General characteristics
- Class & type: auxiliary schooner
- Length: 81 feet
- Beam: 21 feet
- Draught: 11 feet

= Ladona (schooner) =

American yacht

The Ladona is a two-masted, wooden-hulled Schooner was designed by William H. Hand Jr. and built in 1922 as a private yacht and launched in Boothbay Harbor, Maine, USA. Its home port is Rockland, Maine and it is part of the Maine Windjammer Association fleet, which offers sailing cruises booked by cabin berths.

==History==
Ladona was commissioned by Homer Loring in 1922 and launched out of Hodgdon Yachts in East Boothbay Harbor, Maine. It is a sister ship to the Bowdoin that sailed the Arctic region.

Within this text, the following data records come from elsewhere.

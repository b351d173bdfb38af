//! The type-to-parser table used to coerce text into typed values.

use std::collections::HashMap;
use std::fmt;
use std::str::FromStr;
use std::sync::{Arc, OnceLock};

use tracing::debug;
use url::Url;

use crate::error::{BoxError, CoercionCause, ParamResult, ParameterError};
use crate::time::{parse_datetime, parse_duration};
use crate::value::{CustomValue, KindParseError, ParamValue, ValueKind};
use crate::{BoundingBox, CrsCode};

/// Builds a value of one kind from its text representation.
pub trait ValueParser: Send + Sync {
    fn parse(&self, text: &str) -> Result<ParamValue, BoxError>;
}

impl<F> ValueParser for F
where
    F: Fn(&str) -> Result<ParamValue, BoxError> + Send + Sync,
{
    fn parse(&self, text: &str) -> Result<ParamValue, BoxError> {
        self(text)
    }
}

/// Mapping from [`ValueKind`] to the parser that produces it.
///
/// Registries are assembled at configuration time and shared read-only
/// (usually behind an `Arc`) by every parameter set built from them.
#[derive(Clone, Default)]
pub struct ParserRegistry {
    parsers: HashMap<ValueKind, Arc<dyn ValueParser>>,
}

impl ParserRegistry {
    /// An empty registry. Only `Text` parameters can be coerced with it.
    pub fn new() -> Self {
        Self::default()
    }

    /// A registry with parsers for every built-in non-text kind.
    pub fn with_defaults() -> Self {
        let mut registry = Self::new();

        registry.register(ValueKind::Integer, |text: &str| -> Result<ParamValue, BoxError> {
            Ok(ParamValue::Integer(text.parse::<i64>()?))
        });
        registry.register(ValueKind::Float, |text: &str| -> Result<ParamValue, BoxError> {
            Ok(ParamValue::Float(text.parse::<f64>()?))
        });
        registry.register(ValueKind::Boolean, |text: &str| -> Result<ParamValue, BoxError> {
            Ok(ParamValue::Boolean(parse_bool(text)?))
        });
        registry.register(ValueKind::Uri, |text: &str| -> Result<ParamValue, BoxError> {
            Ok(ParamValue::Uri(Url::parse(text)?))
        });
        registry.register(ValueKind::Duration, |text: &str| -> Result<ParamValue, BoxError> {
            Ok(ParamValue::Duration(parse_duration(text)?))
        });
        registry.register(ValueKind::DateTime, |text: &str| -> Result<ParamValue, BoxError> {
            Ok(ParamValue::DateTime(parse_datetime(text)?))
        });
        registry.register(ValueKind::Crs, |text: &str| -> Result<ParamValue, BoxError> {
            Ok(ParamValue::Crs(CrsCode::parse(text)?))
        });
        registry.register(ValueKind::BoundingBox, |text: &str| -> Result<ParamValue, BoxError> {
            Ok(ParamValue::BoundingBox(BoundingBox::parse(text)?))
        });

        registry
    }

    /// Process-wide default registry, built on first use.
    pub fn shared_defaults() -> Arc<ParserRegistry> {
        static DEFAULTS: OnceLock<Arc<ParserRegistry>> = OnceLock::new();
        DEFAULTS
            .get_or_init(|| Arc::new(ParserRegistry::with_defaults()))
            .clone()
    }

    /// Register `parser` for `kind`, returning the parser it replaced.
    pub fn register<P>(&mut self, kind: ValueKind, parser: P) -> Option<Arc<dyn ValueParser>>
    where
        P: ValueParser + 'static,
    {
        self.parsers.insert(kind, Arc::new(parser))
    }

    /// Builder form of [`register`](Self::register).
    pub fn with<P>(mut self, kind: ValueKind, parser: P) -> Self
    where
        P: ValueParser + 'static,
    {
        self.register(kind, parser);
        self
    }

    /// Register a custom kind whose values are any `T: FromStr`.
    ///
    /// Parsed values are wrapped in [`CustomValue`] and can be recovered with
    /// `downcast_ref::<T>()`. Built-in kind names are refused.
    pub fn register_custom<T>(
        &mut self,
        name: impl Into<String>,
    ) -> Result<ValueKind, KindParseError>
    where
        T: FromStr + fmt::Display + Send + Sync + 'static,
        T::Err: std::error::Error + Send + Sync + 'static,
    {
        let kind = ValueKind::custom(name)?;
        let name = kind.name().to_string();
        self.register(kind.clone(), move |text: &str| -> Result<ParamValue, BoxError> {
            let value: T = text.parse()?;
            Ok(ParamValue::Custom(CustomValue::new(name.clone(), value)))
        });
        Ok(kind)
    }

    pub fn get(&self, kind: &ValueKind) -> Option<&Arc<dyn ValueParser>> {
        self.parsers.get(kind)
    }

    pub fn contains(&self, kind: &ValueKind) -> bool {
        self.parsers.contains_key(kind)
    }

    pub fn kinds(&self) -> impl Iterator<Item = &ValueKind> {
        self.parsers.keys()
    }

    /// Run the parser registered for `kind` on `text`.
    ///
    /// No empty-text handling; see [`coerce`](Self::coerce) for the lookup rules.
    pub fn parse(&self, kind: &ValueKind, text: &str) -> ParamResult<ParamValue> {
        let parser = self
            .get(kind)
            .ok_or_else(|| coercion_failure(kind, text, CoercionCause::NoParser))?;

        parser
            .parse(text)
            .map_err(|err| coercion_failure(kind, text, CoercionCause::Parse(err)))
    }

    /// Coerce raw text into `kind`.
    ///
    /// - `Text` passes through unchanged, including the empty string.
    /// - Empty text for any other kind is absent (`Ok(None)`), not an error.
    /// - Otherwise the registered parser decides.
    pub fn coerce(&self, kind: &ValueKind, text: &str) -> ParamResult<Option<ParamValue>> {
        if kind.is_text() {
            return Ok(Some(ParamValue::Text(text.to_string())));
        }
        if text.is_empty() {
            return Ok(None);
        }

        let value = self.parse(kind, text)?;
        debug!(kind = %kind, text = %text, "Coerced parameter text");
        Ok(Some(value))
    }
}

impl fmt::Debug for ParserRegistry {
    fn fmt(&self, f: &mut fmt::Formatter<'_>) -> fmt::Result {
        let mut kinds: Vec<&str> = self.parsers.keys().map(ValueKind::name).collect();
        kinds.sort_unstable();
        f.debug_struct("ParserRegistry").field("kinds", &kinds).finish()
    }
}

fn coercion_failure(kind: &ValueKind, text: &str, cause: CoercionCause) -> ParameterError {
    ParameterError::CoercionFailure {
        key: None,
        description: None,
        kind: kind.clone(),
        text: text.to_string(),
        cause,
    }
}

fn parse_bool(text: &str) -> Result<bool, BoolParseError> {
    match text.to_lowercase().as_str() {
        "true" | "yes" | "on" | "1" => Ok(true),
        "false" | "no" | "off" | "0" => Ok(false),
        _ => Err(BoolParseError(text.to_string())),
    }
}

#[derive(Debug, thiserror::Error)]
#[error("Invalid boolean '{0}' (expected true/false, yes/no, on/off or 1/0)")]
pub struct BoolParseError(String);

In 1923, Ladona won first place in the special Schooner class of the Bermuda Cup race, sailing under the flag of the Eastern Yacht Club.

Owned during the 1930s by noted sailor Hobart Ford, the schooner was named the Jane Doré and was seen in the New York waters. The Coast Guard acquired her from Hobart Ford in 1942, and the schooner served as a coast guard patrol boat with the designation CG-81006 and used her on offshore patrol duty in the 3rd Naval District from 2 November 1942 to 30 October 1945.

Later renamed USS Canandaigua (IX-233), an unclassified miscellaneous vessel, it was the third ship of the United States Navy to be named for Canandaigua, New York. A Chief of Naval Operations (CNO) dispatch of 20 September 1945 authorized the Commander of the 3rd Naval District to accept CG-81006 from the Coast Guard for permanent transfer to the Navy. A CNO letter of 9 October 45, approved by the Secretary of the Navy on 15 October 1945, changed the classification of CG-81006 to IX-233 and named her Canandaigua. She was transferred by the Coast Guard on 30 October 1945, was placed in service the next day, and assigned to the Underwater Sound Laboratory at New London, Connecticut. She foundered there on 22 November 1945 due to hull damage inflicted alongside her pier during a nor'easter gale and was considered a total loss. She was raised and placed out of service in January 1946 and sold on 31 October 1946.

In 1960 the boat was owned by Theophilus A. Silva and served as a fishing vessel out of Stonington, Connecticut bearing the name Joseph W. Hawkins.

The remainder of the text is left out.